• [YOUR GOAL]
An exact reproduction of the data below is the required answer.

• [ENTRIES PROVIDED]

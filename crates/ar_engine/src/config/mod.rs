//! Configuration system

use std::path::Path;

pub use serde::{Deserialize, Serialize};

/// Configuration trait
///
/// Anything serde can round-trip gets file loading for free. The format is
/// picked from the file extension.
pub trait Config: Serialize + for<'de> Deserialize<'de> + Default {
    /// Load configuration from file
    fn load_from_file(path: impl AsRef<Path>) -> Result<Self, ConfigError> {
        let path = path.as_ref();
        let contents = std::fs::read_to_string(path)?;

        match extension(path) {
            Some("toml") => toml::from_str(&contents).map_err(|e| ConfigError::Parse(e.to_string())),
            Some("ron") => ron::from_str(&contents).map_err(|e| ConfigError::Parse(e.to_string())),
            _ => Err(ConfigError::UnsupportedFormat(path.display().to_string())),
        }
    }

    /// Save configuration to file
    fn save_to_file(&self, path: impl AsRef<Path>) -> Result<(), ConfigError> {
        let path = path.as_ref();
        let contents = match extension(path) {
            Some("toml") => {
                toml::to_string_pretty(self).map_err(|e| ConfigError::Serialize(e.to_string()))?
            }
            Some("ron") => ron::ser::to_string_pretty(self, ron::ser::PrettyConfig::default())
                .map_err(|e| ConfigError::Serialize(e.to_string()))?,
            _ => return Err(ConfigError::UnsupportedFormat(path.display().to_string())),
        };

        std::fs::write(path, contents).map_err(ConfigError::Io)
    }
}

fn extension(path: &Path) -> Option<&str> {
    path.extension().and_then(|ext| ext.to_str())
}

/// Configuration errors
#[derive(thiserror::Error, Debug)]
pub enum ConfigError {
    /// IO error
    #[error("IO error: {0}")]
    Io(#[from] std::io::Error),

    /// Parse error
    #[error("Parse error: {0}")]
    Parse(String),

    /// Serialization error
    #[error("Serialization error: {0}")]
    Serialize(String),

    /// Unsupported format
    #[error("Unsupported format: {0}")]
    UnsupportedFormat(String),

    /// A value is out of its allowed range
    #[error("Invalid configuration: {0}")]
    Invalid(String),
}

• [RESPONSE BOX]
filename crates/ar_engine/src/config/mod.rs
//! Configuration system

use std::path::Path;

pub use serde::{Deserialize, Serialize};

/// Configuration trait
///
/// Anything serde can round-trip gets file loading for free. The format is
/// picked from the file extension.
pub trait Config: Serialize + for<'de> Deserialize<'de> + Default {
    /// Load configuration from file
    fn load_from_file(path: impl AsRef<Path>) -> Result<Self, ConfigError> {
        let path = path.as_ref();
        let contents = std::fs::read_to_string(path)?;

        match extension(path) {
            Some("toml") => toml::from_str(&contents).map_err(|e| ConfigError::Parse(e.to_string())),
            Some("ron") => ron::from_str(&contents).map_err(|e| ConfigError::Parse(e.to_string())),
            _ => Err(ConfigError::UnsupportedFormat(path.display().to_string())),
        }
    }

    /// Save configuration to file
    fn save_to_file(&self, path: impl AsRef<Path>) -> Result<(), ConfigError> {
        let path = path.as_ref();
        let contents = match extension(path) {
            Some("toml") => {
                toml::to_string_pretty(self).map_err(|e| ConfigError::Serialize(e.to_string()))?
            }
            Some("ron") => ron::ser::to_string_pretty(self, ron::ser::PrettyConfig::default())
                .map_err(|e| ConfigError::Serialize(e.to_string()))?,
            _ => return Err(ConfigError::UnsupportedFormat(path.display().to_string())),
        };

        std::fs::write(path, contents).map_err(ConfigError::Io)
    }
}

fn extension(path: &Path) -> Option<&str> {
    path.extension().and_then(|ext| ext.to_str())
}

/// Configuration errors
#[derive(thiserror::Error, Debug)]
pub enum ConfigError {
    /// IO error
    #[error("IO error: {0}")]
    Io(#[from] std::io::Error),

    /// Parse error
    #[error("Parse error: {0}")]
    Parse(String),

    /// Serialization error
    #[error("Serialization error: {0}")]
    Serialize(String),

    /// Unsupported format
    #[error("Unsupported format: {0}")]
    UnsupportedFormat(String),

    /// A value is out of its allowed range
    #[error("Invalid configuration: {0}")]
    Invalid(String),
}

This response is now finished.